Kanji is, like, radical dude
Part of learning to read and write kanji involves learning about the building blocks (called radicals) that make up the characters. Although they can look like so much goobldygook when you're not used to them, most characters are built with parts of other characters which help guide their meaning. For example, characters for things like language, to read, to translate, and to speak all contain the same left half (called gomben), which is the character for "to say." Kanji characters are often tied to the elements, and there are radicals for characters related to water (found in characters for sea, fish, tide), fire (found in ash, smoke and to burn), or rain (which shows up in characters for cloud, snow, and lightning) -- all quite logical, really. When you study kanji for far too long, as I have, you start to imagine you can see the threads of thought that went into their creation. For example, the kanji for "second" (as a unit of time) has the same right portion as the character for "sand" and I imagine some scholars in ancient China millennia ago working out why it was logical for the two concepts to be linked in this way, because of the way time can be measured with an hourglass.




8 Comments:
In a majority of chinese Hanzi, in addition to the semantic component the second component is a phonetic guide - the second radical is an approximate pronounciation of the word. I assume this is lost in the Japanese use of Kanji, or am I wrong?
10:04 PM
I think it's preserved, and I can sense the right side being for pronunciation, although I don't think I've ever learned it formally. The main issue in Japanese is that you have two readings, which are very hard to get down, coming from Chinese. For example, mountain 山 is yama by itself (Japanese reading) or san (Chinese reading) when combined with other characters, like 山脈 mountain range. This rule goes out the window with any place or person names, too, so it's quite confusing.
1:43 AM
I think Kalleboo was talking about how characters with the same radical often have the same pronunciation. For example, characters with the 寺 radical have onyomis with the じ sound (for example 時間 and 所持).

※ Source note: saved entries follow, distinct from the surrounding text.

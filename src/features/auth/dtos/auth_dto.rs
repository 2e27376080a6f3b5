use serde::{Deserialize, Serialize};
use utoipa::ToSchema;

use crate::features::auth::model::UserStatus;

/// Form body of `POST /oauth/token`
#[derive(Debug, Clone, Default, Serialize, Deserialize, ToSchema)]
pub struct TokenRequestForm {
    pub grant_type: String,
    pub username: Option<String>,
    pub password: Option<String>,
    pub refresh_token: Option<String>,
    pub code: Option<String>,
    pub redirect_uri: Option<String>,
    pub scope: Option<String>,
    /// Client credentials, when not sent as HTTP Basic
    pub client_id: Option<String>,
    pub client_secret: Option<String>,
}

/// Form body of `POST /oauth/authorize`
#[derive(Debug, Clone, Default, Serialize, Deserialize, ToSchema)]
pub struct AuthorizeForm {
    /// `code` or `token`
    pub response_type: String,
    pub client_id: String,
    pub redirect_uri: Option<String>,
    pub scope: Option<String>,
    pub state: Option<String>,
    pub username: String,
    pub password: String,
}

/// Successful token response
#[derive(Debug, Clone, Serialize, Deserialize, ToSchema)]
pub struct TokenResponseDto {
    pub access_token: String,
    /// Always `bearer`
    pub token_type: String,
    #[serde(skip_serializing_if = "Option::is_none")]
    pub refresh_token: Option<String>,
    pub expires_in: i64,
    pub scope: String,
    pub jti: String,
    pub user_id: i64,
    pub username: String,
    pub status: UserStatus,
}
mod vendor_service;

pub use vendor_service::VendorService;
pub mod auth_handler;

pub use auth_handler::*;
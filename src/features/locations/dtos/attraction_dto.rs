use serde::{Deserialize, Serialize};
use utoipa::ToSchema;
use validator::Validate;

use crate::features::locations::models::NewLocationAttraction;
use crate::shared::visibility::VisibilityStatus;

/// Request DTO for creating a location attraction
#[derive(Debug, Clone, Serialize, Deserialize, Validate, ToSchema)]
#[serde(rename_all = "camelCase")]
pub struct SaveLocationAttractionDto {
    #[validate(
        length(min = 1, max = 255, message = "Name must be 1-255 characters"),
        custom(
            function = "crate::shared::validation::not_blank",
            message = "Name must not be blank"
        )
    )]
    pub name: String,

    #[serde(default)]
    pub description: String,

    #[validate(regex(
        path = "*crate::shared::validation::PHONE_REGEX",
        message = "Telephone must contain digits, spaces or hyphens"
    ))]
    pub telephone: Option<String>,

    #[validate(email(message = "Invalid email format"))]
    pub email: Option<String>,

    #[validate(url(message = "Website must be a valid URL"))]
    pub website: Option<String>,

    pub location_id: i64,

    /// Base64 pictures; `null` entries are skipped
    #[serde(default)]
    pub location_attraction_pictures: Vec<Option<String>>,
}

impl SaveLocationAttractionDto {
    pub fn to_new_attraction(&self) -> NewLocationAttraction {
        NewLocationAttraction {
            name: self.name.trim().to_string(),
            description: self.description.clone(),
            telephone: self.telephone.clone(),
            email: self.email.clone(),
            website: self.website.clone(),
            location_id: self.location_id,
        }
    }
}

/// Request DTO for updating a location attraction; pictures are appended
#[derive(Debug, Clone, Serialize, Deserialize, Validate, ToSchema)]
#[serde(rename_all = "camelCase")]
pub struct UpdateLocationAttractionDto {
    pub id: i64,

    #[serde(flatten)]
    #[validate(nested)]
    pub attraction: SaveLocationAttractionDto,
}

/// Per-attraction view with picture URLs
#[derive(Debug, Clone, Serialize, Deserialize, ToSchema)]
#[serde(rename_all = "camelCase")]
pub struct LocationAttractionDto {
    pub id: i64,
    pub name: String,
    pub description: String,
    pub telephone: Option<String>,
    pub email: Option<String>,
    pub website: Option<String>,
    pub visibility_status: VisibilityStatus,
    pub location_id: i64,
    pub location_attraction_pictures: Vec<String>,
}
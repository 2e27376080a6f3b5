use chrono::NaiveTime;
use serde::{Deserialize, Serialize};
use utoipa::ToSchema;
use validator::{Validate, ValidationError};

use crate::features::accommodations::models::NewAccommodation;
use crate::shared::visibility::VisibilityStatus;

/// Request DTO for a vendor creating an accommodation
#[derive(Debug, Clone, Serialize, Deserialize, Validate, ToSchema)]
#[serde(rename_all = "camelCase")]
#[validate(schema(function = "validate_stay_times"))]
pub struct SaveAccommodationDto {
    #[validate(
        length(min = 1, max = 255, message = "Name must be 1-255 characters"),
        custom(
            function = "crate::shared::validation::not_blank",
            message = "Name must not be blank"
        )
    )]
    pub name: String,

    #[serde(default)]
    pub description: String,

    #[validate(regex(
        path = "*crate::shared::validation::PHONE_REGEX",
        message = "Telephone must contain digits, spaces or hyphens"
    ))]
    pub telephone: Option<String>,

    #[validate(email(message = "Invalid email format"))]
    pub email: Option<String>,

    #[validate(
        length(min = 1, max = 255, message = "Address line 1 must be 1-255 characters"),
        custom(
            function = "crate::shared::validation::not_blank",
            message = "Address line 1 must not be blank"
        )
    )]
    pub address_line1: String,

    #[validate(length(max = 255))]
    pub address_line2: Option<String>,

    #[validate(
        length(min = 1, max = 128, message = "City must be 1-128 characters"),
        custom(
            function = "crate::shared::validation::not_blank",
            message = "City must not be blank"
        )
    )]
    pub city: String,

    #[validate(
        length(min = 1, max = 128, message = "Province must be 1-128 characters"),
        custom(
            function = "crate::shared::validation::not_blank",
            message = "Province must not be blank"
        )
    )]
    pub province: String,

    #[validate(length(max = 32))]
    pub postal_code: Option<String>,

    #[validate(range(min = -90.0, max = 90.0, message = "Latitude must be between -90 and 90"))]
    pub latitude: f64,

    #[validate(range(min = -180.0, max = 180.0, message = "Longitude must be between -180 and 180"))]
    pub longitude: f64,

    #[schema(value_type = String, example = "14:00:00")]
    pub check_in_time: NaiveTime,

    #[schema(value_type = String, example = "11:00:00")]
    pub check_out_time: NaiveTime,

    #[serde(default)]
    pub parking: bool,

    #[serde(default)]
    pub smoking: bool,

    #[serde(default)]
    pub pets: bool,

    pub location_id: i64,

    pub accommodation_type_id: i64,

    /// Base64 pictures; `null` entries are skipped
    #[serde(default)]
    pub accommodation_pictures: Vec<Option<String>>,
}

fn validate_stay_times(dto: &SaveAccommodationDto) -> Result<(), ValidationError> {
    if dto.check_in_time == dto.check_out_time {
        let mut err = ValidationError::new("stay_times");
        err.message = Some("Check-in and check-out times must differ".into());
        return Err(err);
    }
    Ok(())
}

impl SaveAccommodationDto {
    pub fn to_new_accommodation(&self, vendor_id: i64) -> NewAccommodation {
        NewAccommodation {
            name: self.name.trim().to_string(),
            description: self.description.clone(),
            telephone: self.telephone.clone(),
            email: self.email.clone(),
            address_line1: self.address_line1.trim().to_string(),
            address_line2: self.address_line2.clone(),
            city: self.city.trim().to_string(),
            province: self.province.trim().to_string(),
            postal_code: self.postal_code.clone(),
            latitude: self.latitude,
            longitude: self.longitude,
            check_in_time: self.check_in_time,
            check_out_time: self.check_out_time,
            parking: self.parking,
            smoking: self.smoking,
            pets: self.pets,
            location_id: self.location_id,
            vendor_id,
            accommodation_type_id: self.accommodation_type_id,
        }
    }
}

/// Accommodation view with picture URLs
#[derive(Debug, Clone, Serialize, Deserialize, ToSchema)]
#[serde(rename_all = "camelCase")]
pub struct AccommodationDto {
    pub id: i64,
    pub name: String,
    pub description: String,
    pub telephone: Option<String>,
    pub email: Option<String>,
    pub address_line1: String,
    pub address_line2: Option<String>,
    pub city: String,
    pub province: String,
    pub postal_code: Option<String>,
    pub latitude: f64,
    pub longitude: f64,
    #[schema(value_type = String, example = "14:00:00")]
    pub check_in_time: NaiveTime,
    #[schema(value_type = String, example = "11:00:00")]
    pub check_out_time: NaiveTime,
    pub parking: bool,
    pub smoking: bool,
    pub pets: bool,
    pub rating: f64,
    pub rating_count: i32,
    pub status: VisibilityStatus,
    pub location_id: i64,
    pub vendor_id: i64,
    pub accommodation_type_id: i64,
    pub accommodation_pictures: Vec<String>,
    /// Number of room kinds listed under this accommodation
    pub number_of_rooms: i64,
}
use serde::{Deserialize, Serialize};
use utoipa::ToSchema;
use validator::Validate;

use crate::shared::visibility::VisibilityStatus;

/// Request DTO for saving an activity
#[derive(Debug, Clone, Serialize, Deserialize, Validate, ToSchema)]
#[serde(rename_all = "camelCase")]
pub struct SaveActivityDto {
    #[validate(
        length(min = 1, max = 255, message = "Activity name must be 1-255 characters"),
        custom(
            function = "crate::shared::validation::not_blank",
            message = "Activity name must not be blank"
        )
    )]
    pub activity_name: String,

    /// Base64 image (bare or as a data URL)
    pub image: Option<String>,
}

/// Response DTO for an activity catalog entry
#[derive(Debug, Clone, Serialize, Deserialize, ToSchema)]
#[serde(rename_all = "camelCase")]
pub struct ActivityDto {
    pub id: i64,
    pub activity_name: String,
    /// URL the image bytes are served from
    pub image: String,
    pub visibility_status: VisibilityStatus,
}
use async_trait::async_trait;
use sqlx::PgPool;

use super::ActivityRepository;
use crate::core::error::{AppError, Result};
use crate::features::activities::models::Activity;
use crate::shared::visibility::VisibilityStatus;

pub struct PgActivityRepository {
    pool: PgPool,
}

impl PgActivityRepository {
    pub fn new(pool: PgPool) -> Self {
        Self { pool }
    }
}

#[async_trait]
impl ActivityRepository for PgActivityRepository {
    async fn exists_by_name(&self, name: &str) -> Result<bool> {
        sqlx::query_scalar::<_, bool>(
            "SELECT EXISTS(SELECT 1 FROM activities WHERE activity_name = $1)",
        )
        .bind(name)
        .fetch_one(&self.pool)
        .await
        .map_err(|e| {
            tracing::error!("Failed to check activity name: {:?}", e);
            AppError::Database(e)
        })
    }

    async fn insert(&self, name: &str, image: Option<&[u8]>) -> Result<Activity> {
        sqlx::query_as::<_, Activity>(
            r#"
            INSERT INTO activities (activity_name, image, visibility_status)
            VALUES ($1, $2, 'VISIBLE')
            RETURNING id, activity_name, visibility_status, created_at, updated_at
            "#,
        )
        .bind(name)
        .bind(image)
        .fetch_one(&self.pool)
        .await
        .map_err(|e| AppError::from_write(e, "There is an existing activity for given name!"))
    }

    async fn find_all(&self) -> Result<Vec<Activity>> {
        sqlx::query_as::<_, Activity>(
            r#"
            SELECT id, activity_name, visibility_status, created_at, updated_at
            FROM activities
            ORDER BY activity_name ASC
            "#,
        )
        .fetch_all(&self.pool)
        .await
        .map_err(|e| {
            tracing::error!("Failed to fetch activities: {:?}", e);
            AppError::Database(e)
        })
    }

    async fn find_by_visibility(&self, status: VisibilityStatus) -> Result<Vec<Activity>> {
        sqlx::query_as::<_, Activity>(
            r#"
            SELECT id, activity_name, visibility_status, created_at, updated_at
            FROM activities
            WHERE visibility_status = $1
            ORDER BY activity_name ASC
            "#,
        )
        .bind(status)
        .fetch_all(&self.pool)
        .await
        .map_err(|e| {
            tracing::error!("Failed to fetch {} activities: {:?}", status, e);
            AppError::Database(e)
        })
    }

    async fn find_by_id(&self, id: i64) -> Result<Option<Activity>> {
        sqlx::query_as::<_, Activity>(
            r#"
            SELECT id, activity_name, visibility_status, created_at, updated_at
            FROM activities
            WHERE id = $1
            "#,
        )
        .bind(id)
        .fetch_optional(&self.pool)
        .await
        .map_err(|e| {
            tracing::error!("Failed to fetch activity {}: {:?}", id, e);
            AppError::Database(e)
        })
    }

    async fn toggle_visibility(&self, id: i64) -> Result<Option<VisibilityStatus>> {
        sqlx::query_scalar::<_, VisibilityStatus>(
            r#"
            UPDATE activities
            SET visibility_status = CASE visibility_status
                WHEN 'VISIBLE' THEN 'NOT_VISIBLE'::visibility_status
                ELSE 'VISIBLE'::visibility_status
            END
            WHERE id = $1
            RETURNING visibility_status
            "#,
        )
        .bind(id)
        .fetch_optional(&self.pool)
        .await
        .map_err(|e| {
            tracing::error!("Failed to toggle activity {} visibility: {:?}", id, e);
            AppError::Database(e)
        })
    }

    async fn find_image(&self, id: i64) -> Result<Option<Vec<u8>>> {
        let image = sqlx::query_scalar::<_, Option<Vec<u8>>>(
            "SELECT image FROM activities WHERE id = $1",
        )
        .bind(id)
        .fetch_optional(&self.pool)
        .await
        .map_err(|e| {
            tracing::error!("Failed to fetch activity {} image: {:?}", id, e);
            AppError::Database(e)
        })?;

        Ok(image.flatten())
    }
}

I had a kanji quiz yesterday, and one of the questions the teacher asked was what was the radical for 受. I had no idea, so as a joke I wrote "picnic table" and stuck a smiley face next to it. I hope she gets a laugh.
1:52 AM
Did the Chinese ever really use hourglasses? Apparently the earliest really definite proof of their use is an Italian painting from 1338...
6:18 AM
Peter, I don't know if I should be thanking you or cursing you for motivating me to learn kanji.
7:15 AM
I think that's probably the best way to learn Kanji initially - to make up the stories that connect the different components.
James Heisig's "Remembering the Kanji" is the master blaster, but unfortunately J-List doesn't sell it :(
9:10 AM
Oh, I'm sure there's no connection between 秒 and 砂, but it just seems that way at 2 am when you're studying at Yoshinoya.
9:49 AM
JLPT in 2 day's. Time for some last minute Kanji cram!